Head shots on deer are a ABSOLUTE NO..if you'e ever saw a deer with a busted jaw because of a bad shot you would stop attemptng them sr


----------



## Saugeye Tom (Oct 6, 2010)

It only takes 1 mistake...pain and suffering follows


----------



## lawrence1 (Jul 2, 2008)

On small game I actually recommend a head shot if possible, so as not to destroy the meat, but that's mostly with shotshells and mostly on Rabbits being pushed to me by dogs. It's all about the meat right?

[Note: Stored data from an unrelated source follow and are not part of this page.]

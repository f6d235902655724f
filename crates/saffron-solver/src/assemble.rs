//! The stamp engine: building G(ω)·v = i(ω) from a circuit.

use saffron_core::NodalSystem;
use saffron_devices::{BiasState, Circuit};

/// Assemble the nodal system for `circuit` at angular frequency `omega`.
///
/// Single pass over the devices: additive stamps (admittances, controlled
/// and independent current sources, nonlinear companions from `bias`) are
/// applied first while voltage-source constraints are collected, then the
/// constraints replace their rows in netlist order. When two sources
/// constrain the same node the later one wins and a warning is logged.
///
/// Does not solve; see [`crate::linear`] and the analysis drivers.
pub fn assemble(circuit: &Circuit, bias: &BiasState, omega: f64) -> NodalSystem {
    let mut sys = NodalSystem::new(circuit.num_nodes());
    let mut constraints = Vec::new();

    for (index, device) in circuit.devices().iter().enumerate() {
        match device.source_constraint(omega) {
            Some(constraint) => constraints.push((device.name(), constraint)),
            None => device.stamp(&mut sys, omega, bias.state(index)),
        }
    }

    let mut claimed: Vec<Option<&str>> = vec![None; circuit.num_nodes()];
    for (name, constraint) in constraints {
        let (row, pos, neg) = match (constraint.node_pos.index(), constraint.node_neg.index()) {
            (Some(p), Some(n)) => (p, Some(p), Some(n)),
            (Some(p), None) => (p, Some(p), None),
            (None, Some(n)) => (n, None, Some(n)),
            (None, None) => continue,
        };

        if let Some(previous) = claimed[row] {
            log::warn!(
                "voltage sources {} and {} both constrain node {}; {} wins",
                previous,
                name,
                row + 1,
                name
            );
        }
        claimed[row] = Some(name);

        sys.replace_voltage_row(row, pos, neg, constraint.value);
    }

    sys
}

#[cfg(test)]
mod tests {
    use super::*;
    use num_complex::Complex;
    use saffron_core::{ModelLibrary, NodeId};
    use saffron_devices::{
        AcVoltageSource, Capacitor, DcVoltageSource, Device, Inductor, Resistor,
    };
    use std::f64::consts::PI;

    fn linear_circuit(devices: Vec<Device>) -> (Circuit, BiasState) {
        let circuit = Circuit::new(devices, ModelLibrary::new());
        let bias = BiasState::new(&circuit).unwrap();
        (circuit, bias)
    }

    #[test]
    fn test_symmetric_with_admittance_diagonal() {
        // Two-terminal admittances only: G(ω) must be symmetric and each
        // diagonal entry the sum of admittances incident at that node.
        let (circuit, bias) = linear_circuit(vec![
            Device::Resistor(Resistor::new("R1", NodeId::new(1), NodeId::new(2), 1e3)),
            Device::Capacitor(Capacitor::new("C1", NodeId::new(2), NodeId::new(3), 100e-9)),
            Device::Resistor(Resistor::new("R2", NodeId::new(2), NodeId::GROUND, 2.2e3)),
            Device::Inductor(Inductor::new("L1", NodeId::new(3), NodeId::GROUND, 1e-3)),
        ]);

        let omega = 2.0 * PI * 10e3;
        let sys = assemble(&circuit, &bias, omega);
        let g = sys.matrix();

        for r in 0..3 {
            for c in 0..3 {
                let d = g[(r, c)] - g[(c, r)];
                assert!(d.norm() < 1e-15, "G not symmetric at ({}, {})", r, c);
            }
        }

        let yr1 = Complex::new(1e-3, 0.0);
        let yc1 = Complex::new(0.0, omega * 100e-9);
        let yr2 = Complex::new(1.0 / 2.2e3, 0.0);
        let yl1 = Complex::new(0.0, -1.0 / (omega * 1e-3));
        assert!((g[(0, 0)] - yr1).norm() < 1e-15);
        assert!((g[(1, 1)] - (yr1 + yc1 + yr2)).norm() < 1e-15);
        assert!((g[(2, 2)] - (yc1 + yl1)).norm() < 1e-15);
    }

    #[test]
    fn test_voltage_row_applied_after_additive_stamps() {
        let (circuit, bias) = linear_circuit(vec![
            Device::Resistor(Resistor::new("R1", NodeId::new(1), NodeId::new(2), 1e3)),
            Device::DcVoltageSource(DcVoltageSource::new(
                "V1",
                NodeId::new(1),
                NodeId::GROUND,
                10.0,
            )),
        ]);

        let sys = assemble(&circuit, &bias, 0.0);

        // Row 0 is the source constraint, not the resistor KCL row.
        assert_eq!(sys.matrix()[(0, 0)], Complex::new(1.0, 0.0));
        assert_eq!(sys.matrix()[(0, 1)], Complex::new(0.0, 0.0));
        assert_eq!(sys.rhs()[0], Complex::new(10.0, 0.0));
        // Node 2 keeps its KCL row.
        assert_eq!(sys.matrix()[(1, 0)], Complex::new(-1e-3, 0.0));
    }

    #[test]
    fn test_later_source_wins_row_conflict() {
        let (circuit, bias) = linear_circuit(vec![
            Device::DcVoltageSource(DcVoltageSource::new(
                "V1",
                NodeId::new(1),
                NodeId::GROUND,
                1.0,
            )),
            Device::DcVoltageSource(DcVoltageSource::new(
                "V2",
                NodeId::new(1),
                NodeId::GROUND,
                2.0,
            )),
            Device::Resistor(Resistor::new("R1", NodeId::new(1), NodeId::GROUND, 1e3)),
        ]);

        let sys = assemble(&circuit, &bias, 0.0);
        assert_eq!(sys.rhs()[0], Complex::new(2.0, 0.0));
    }

    #[test]
    fn test_grounded_positive_terminal_convention() {
        // V1 with n+ grounded: row of n− carries −1 and the phasor.
        let (circuit, bias) = linear_circuit(vec![
            Device::AcVoltageSource(AcVoltageSource::new(
                "V1",
                NodeId::GROUND,
                NodeId::new(1),
                1.0,
                0.0,
            )),
            Device::Resistor(Resistor::new("R1", NodeId::new(1), NodeId::GROUND, 1e3)),
        ]);

        let sys = assemble(&circuit, &bias, 2.0 * PI * 50.0);
        assert_eq!(sys.matrix()[(0, 0)], Complex::new(-1.0, 0.0));
        assert_eq!(sys.rhs()[0], Complex::new(1.0, 0.0));
    }

    #[test]
    fn test_inductor_short_at_dc_replaces_row() {
        let (circuit, bias) = linear_circuit(vec![
            Device::Resistor(Resistor::new("R1", NodeId::new(1), NodeId::new(2), 1e3)),
            Device::Inductor(Inductor::new("L1", NodeId::new(2), NodeId::GROUND, 1e-3)),
        ]);

        let sys = assemble(&circuit, &bias, 0.0);
        // Row 1 is the 0 V constraint V(2) = 0.
        assert_eq!(sys.matrix()[(1, 1)], Complex::new(1.0, 0.0));
        assert_eq!(sys.rhs()[1], Complex::new(0.0, 0.0));
    }
}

I used to occasionally kill Deer with head shots if the opportunity presented itself. I'd rationalize it to myself by using the logic of how much I like to grill out and eat Deer ribs and how much a bullet would tear up the ribs on a heart/lung shot. Certainly no 10-20 lbs of meat but you get what I mean.

Until on a ML hunt where a Doe came in close and I chose a head shot but much to my dismay my shot was about an inch high and took off the top of her skull leaving her crazy brained and running in 10yd circles. Not my proudest day in the field as she suffered for a good two minutes while I hung my head and reloaded. 

Some of you would probably scoff if I bragged on the number of Deer I've killed but suffice it to say I've forgotten about a lot of the Deer I've killed but I've never forgot that one. 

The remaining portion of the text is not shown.